__BRIEF__.
Using the data below, copy every line that contains the word "RawDocumentBuf".

__EXERCISE MATERIALS__.
○ ○ ○ ○ ○

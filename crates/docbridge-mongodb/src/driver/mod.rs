//! The database driver seam.
//!
//! Operations talk to the database only through [`Driver`]. Two
//! implementations ship with the crate: [`MongoDriver`] over the official
//! `mongodb` client and [`MemoryDriver`], an in-process store.

use async_trait::async_trait;
use bson::raw::RawDocumentBuf;
use bson::Document as BsonDocument;
use docbridge_common::{BridgeError, ErrorCode, Result};

mod client;
mod memory;

pub use client::MongoDriver;
pub use memory::MemoryDriver;

/// Query shape for a find
#[derive(Debug, Clone, Default)]
pub struct FindSpec {
    pub projection: Option<BsonDocument>,
    /// 0 means no limit
    pub limit: i32,
    pub skip: i32,
    /// Retrieve option bits
    pub flags: u32,
}

/// Index definition for create-index
#[derive(Debug, Clone)]
pub struct IndexSpec {
    pub keys: BsonDocument,
    pub name: Option<String>,
    /// Create-index option bits
    pub flags: u32,
}

impl IndexSpec {
    /// Name used when none is given: `field_dir` pairs joined by `_`
    pub fn resolved_name(&self) -> String {
        match &self.name {
            Some(name) if !name.is_empty() => name.clone(),
            _ => self
                .keys
                .iter()
                .map(|(field, dir)| match dir {
                    bson::Bson::String(s) => format!("{}_{}", field, s),
                    bson::Bson::Int32(n) => format!("{}_{}", field, n),
                    bson::Bson::Int64(n) => format!("{}_{}", field, n),
                    bson::Bson::Double(n) => format!("{}_{}", field, *n as i64),
                    other => format!("{}_{}", field, other),
                })
                .collect::<Vec<_>>()
                .join("_"),
        }
    }
}

/// Iterator over a query result
#[async_trait]
pub trait DriverCursor: Send {
    /// Next document, or `None` once the cursor is exhausted
    async fn next(&mut self) -> Result<Option<RawDocumentBuf>>;
}

/// Fixed operation set of a database client.
///
/// Calls for one connection are serialized by the caller, so methods take
/// `&mut self`.
#[async_trait]
pub trait Driver: Send {
    async fn connect(&mut self, address: &str, port: u16) -> Result<()>;

    async fn find(
        &mut self,
        namespace: &str,
        filter: BsonDocument,
        spec: FindSpec,
    ) -> Result<Box<dyn DriverCursor>>;

    async fn insert(&mut self, namespace: &str, doc: BsonDocument) -> Result<()>;

    async fn insert_batch(&mut self, namespace: &str, docs: Vec<BsonDocument>, flags: u32) -> Result<()>;

    async fn update(
        &mut self,
        namespace: &str,
        filter: BsonDocument,
        update: BsonDocument,
        flags: u32,
    ) -> Result<()>;

    async fn remove(&mut self, namespace: &str, filter: BsonDocument) -> Result<()>;

    async fn command(&mut self, database: &str, command: BsonDocument) -> Result<BsonDocument>;

    async fn create_index(&mut self, namespace: &str, index: IndexSpec) -> Result<BsonDocument>;

    async fn destroy(&mut self);
}

/// Split `db.collection`; the collection part may itself contain dots
pub fn split_namespace(namespace: &str) -> Result<(&str, &str)> {
    match namespace.split_once('.') {
        Some((db, coll)) if !db.is_empty() && !coll.is_empty() => Ok((db, coll)),
        _ => Err(BridgeError::driver(ErrorCode::NsInvalid, "")),
    }
}

/// Database part of a namespace (everything before the first `.`)
pub fn database_of(namespace: &str) -> &str {
    namespace.split('.').next().unwrap_or(namespace)
}

/// Whether an update document uses update operators rather than replacing
pub fn is_operator_update(update: &BsonDocument) -> bool {
    update
        .keys()
        .next()
        .map(|key| key.starts_with('$'))
        .unwrap_or(false)
}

○ ○ ○ ○ ○

__WRITTEN ANSWER__.
use bson::raw::RawDocumentBuf;
    async fn next(&mut self) -> Result<Option<RawDocumentBuf>>;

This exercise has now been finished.